Intraorally exposed samples were prepared for SEM analysis to investigate the pellicle coverage at different times after rinsing and its relationship with hydroxyapatite particles. After oral exposure, samples were washed with sterile water followed by a fixation with 1 ml 2% glutaraldehyde in 0.1 M cacodylate buffer during 2 h at 4°C. Finally, the specimens were left to airdry overnight at room temperature in the air chamber. The next day, samples were sputter-coated with carbon and analyzed by SEM and energy-dispersive X-ray spectroscopy (EDX) evaluations in a XL30 ESEM FEG (FEI, Eindhoven, The Netherlands) at 5 kV and 10 kV, consecutively, at up to 20,000-fold magnification.

2.5. Transmission Electron Microscope

In order to evaluate the particle’s sizes, 5% nano-HAP solutions were prepared from each powder and directly applied on Pioloform-coated copper grids and analyzed on TEM Tecnai 12 Biotwin (FEI, Eindhoven, The Netherlands) under a magnification up to 100.000-fold.

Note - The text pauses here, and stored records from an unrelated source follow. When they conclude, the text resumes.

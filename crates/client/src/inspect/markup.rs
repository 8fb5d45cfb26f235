//! Image, design and SEO checks over a parsed page.

use scraper::Html;
use sitescout_core::audit::{DesignSignals, SeoChecks};

use super::{has_match, select_all};

/// `src` values that point nowhere.
const BROKEN_SRC: &[&str] = &["", "#", "undefined"];

const RESPONSIVE_MARKERS: &[&str] = &["max-width", "object-fit"];
const FLASH_MARKERS: &[&str] = &["<embed", "shockwave-flash", ".swf"];
const MODERN_CSS_MARKERS: &[&str] =
    &["flexbox", "display:flex", "display: flex", "grid", "@media", "tailwind", "bootstrap"];

/// Image counts used by the broken-resources and alt-text checks.
#[derive(Debug, Clone, Copy, Default, PartialEq, Eq)]
pub struct ImageCensus {
    pub total: usize,
    pub broken: usize,
    pub with_alt: usize,
}

impl ImageCensus {
    /// 100 minus the rounded broken percentage; 100 with no images.
    pub fn broken_resources_score(&self) -> u8 {
        if self.total == 0 {
            return 100;
        }
        let pct = (self.broken as f64 / self.total as f64 * 100.0).round() as u8;
        100 - pct.min(100)
    }

    /// More than half the images carry alt text. Vacuously true with none.
    pub fn has_alt_text(&self) -> bool {
        self.total == 0 || self.with_alt * 2 > self.total
    }
}

/// Count every `<img>`; a missing `src` counts as empty.
pub fn census_images(document: &Html) -> ImageCensus {
    let mut census = ImageCensus::default();
    for img in select_all(document, "img") {
        let element = img.value();
        census.total += 1;
        if BROKEN_SRC.contains(&element.attr("src").unwrap_or_default().trim()) {
            census.broken += 1;
        }
        if element.attr("alt").is_some_and(|alt| !alt.trim().is_empty()) {
            census.with_alt += 1;
        }
    }
    census
}

/// Modern-design signals. Marker checks run against the raw source so
/// inline `<style>` blocks and class names are seen too.
pub fn design_signals(document: &Html, html: &str) -> DesignSignals {
    let contains_any = |markers: &[&str]| markers.iter().any(|m| html.contains(m));

    DesignSignals {
        has_viewport: has_match(document, r#"meta[name="viewport"]"#),
        has_responsive_images: has_match(document, "img[srcset]")
            || has_match(document, "picture")
            || contains_any(RESPONSIVE_MARKERS),
        no_flash: !contains_any(FLASH_MARKERS),
        modern_css: contains_any(MODERN_CSS_MARKERS) || has_match(document, r#"link[rel="stylesheet"]"#),
    }
}

/// Trimmed text of the first `<title>`, if non-empty.
pub fn page_title(document: &Html) -> Option<String> {
    select_all(document, "title")
        .first()
        .map(|t| t.text().collect::<String>().trim().to_string())
        .filter(|t| !t.is_empty())
}

pub fn seo_checks(document: &Html, title: Option<&str>, images: &ImageCensus) -> SeoChecks {
    let has_meta_description = select_all(document, r#"meta[name="description"]"#)
        .first()
        .and_then(|m| m.value().attr("content"))
        .is_some_and(|content| !content.trim().is_empty());

    SeoChecks {
        has_title: title.is_some(),
        has_meta_description,
        has_h1: has_match(document, "h1"),
        has_alt_text: images.has_alt_text(),
    }
}
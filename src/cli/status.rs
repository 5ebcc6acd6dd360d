use crate::dataset;
use crate::error::Result;
use crate::settings::{default_output_path, load_settings};

pub fn run() -> Result<()> {
    let settings = load_settings();
    let output = default_output_path();

    println!("Data dir:   {}", settings.data_dir);
    println!("Output:     {}", output.display());

    if output.exists() {
        let records = dataset::load(&output)?;
        let regions = dataset::distinct_regions(&records);
        let dates: Vec<_> = records.iter().map(|r| r.date).collect();

        println!();
        println!("Rows:       {}", records.len());
        if let (Some(min), Some(max)) = (dates.iter().min(), dates.iter().max()) {
            println!("Date range: {min} to {max}");
        }
        println!("Regions:    {}", regions.join(", "));
    } else {
        println!();
        println!("No consolidated dataset found. Run `morsel process` first.");
    }

    Ok(())
}
use std::path::PathBuf;

use crate::error::Result;
use crate::pipeline;
use crate::settings::{default_output_path, get_data_dir};

pub fn run(input: Option<&str>, output: Option<&str>) -> Result<()> {
    let input_dir = input.map(PathBuf::from).unwrap_or_else(get_data_dir);
    let output_path = output.map(PathBuf::from).unwrap_or_else(default_output_path);

    let result = pipeline::run(&input_dir, &output_path)?;

    println!(
        "Wrote {} rows -> {}",
        result.rows_written,
        result.output_path.display()
    );
    Ok(())
}
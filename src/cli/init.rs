use std::path::PathBuf;

use crate::error::Result;
use crate::settings::{load_settings, save_settings, shellexpand_path};

pub fn run(data_dir: Option<String>) -> Result<()> {
    let mut settings = load_settings();

    if let Some(dir) = data_dir {
        settings.data_dir = shellexpand_path(&dir);
    }

    save_settings(&settings)?;

    let resolved = PathBuf::from(&settings.data_dir);
    std::fs::create_dir_all(&resolved)?;
    std::fs::create_dir_all(resolved.join("processed"))?;

    println!("Initialized morsel at {}", resolved.display());
    Ok(())
}
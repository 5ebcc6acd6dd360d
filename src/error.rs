use thiserror::Error;

#[derive(Error, Debug)]
pub enum MorselError {
    #[error("IO error: {0}")]
    Io(#[from] std::io::Error),

    #[error("CSV error: {0}")]
    Csv(#[from] csv::Error),

    #[error("No CSV files found in {0}")]
    NoCsvFiles(String),

    #[error("Missing required column '{column}' in {file}")]
    MissingColumn { file: String, column: &'static str },

    #[error("Settings error: {0}")]
    Settings(String),
}

pub type Result<T> = std::result::Result<T, MorselError>;
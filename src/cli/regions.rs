use std::path::PathBuf;

use crate::dataset;
use crate::error::Result;
use crate::settings::default_output_path;

pub fn run(data: Option<&str>) -> Result<()> {
    let path = data.map(PathBuf::from).unwrap_or_else(default_output_path);
    let records = dataset::load(&path)?;

    println!("all (no filter)");
    for region in dataset::distinct_regions(&records) {
        println!("{region}");
    }
    Ok(())
}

Additionally, a supplementary experiment was performed to validate the presence of the pellicle layer. The volunteers carried the same splints with only 2 enamel specimens (one each side) and performed a one-time 30s-rinse with 10 ml of HAP II solution after 3 min of pellicle formation. The samples were removed from the oral cavity 30 min after rinsing. Immediately after volunteers took off their splints, the samples were washed with sterile water to remove not adhered bacteria. The specimens were placed in 1,5 ml tubes with 1 ml 1% Glutaraldehyde fixing solution at 4°C during 1 h. After primary fixation, samples were washed with cacodylate buffer 0.1 M 4 times, 10 min each, and stored at 4°C in cacodylate buffer. Samples were fixed in osmium tetroxide during 1 h in a dark chamber at room temperature, followed by 5 times of 10 min wash in distilled water and immersion in 30% ethanol overnight. Following the TEM preparation procedures, dehydration was performed at room temperature. The samples passed through series of 50% (2x 10 min), 70% (2x 20 min), 90% (2x 30 min), and 100% (2x 30 min) ethanol. Finally, they were further immersed in 100% acetone 2 times, 30 min each, and stored overnight in an acetone/Araldite (Agarscientific, Stansted, United Kingdom) mixture plus 3% accelerator (mixture A) at room temperature. On the following day, mixture A was poured out and a second mixture, mixture B was prepared (Araldite mixture with 2% accelerator). Samples were left again overnight in mixture B at room temperature in the air chamber. Next, a new mixture B was used to fill the embedding forms. Then, samples were incubated for polymerization for 48 h at 65°C.

Finally, ultrathin sections were cut in an ultramicrotome with a diamond knife (Leica EM UC7, Germany) and mounted on Pioloform-coated copper grids and contrasted with aqueous solutions of uranyl acetate and lead citrate at room temperature. After an intensive wash with distilled water, biofilms could be analyzed with a TEM Tecnai 12 Biotwin (FEI, Eindhoven, The Netherlands) under a magnification up to 100.000-fold.

3. Results and Discussion

This pilot study provided, for the first time, evidence that it is possible to accumulate round- and crystallite-shaped nano-HAP on the natural enamel surface, as well as on different artificial dental surfaces under oral conditions, and the pellicle may play an important role on the particles’ adhesion mechanism.

3.1. Enamel Samples

In this study, bovine enamel was applied. The use of human teeth for research has decreased over the last decades due to several factors, such as difficult standardization, difficulty to obtain sufficient amounts, and mostly due to ethical issues [32, 33]. Hence, the use of animal teeth came as an alternative. Bovine enamel has similarities with human enamel regarding mineral composition, density, and structure. Bovine teeth can be easily obtained on a large scale, and they have more uniform characteristics. Additionally, because of their bigger size and flatter surface, they are also easy to handle [4, 32, 34].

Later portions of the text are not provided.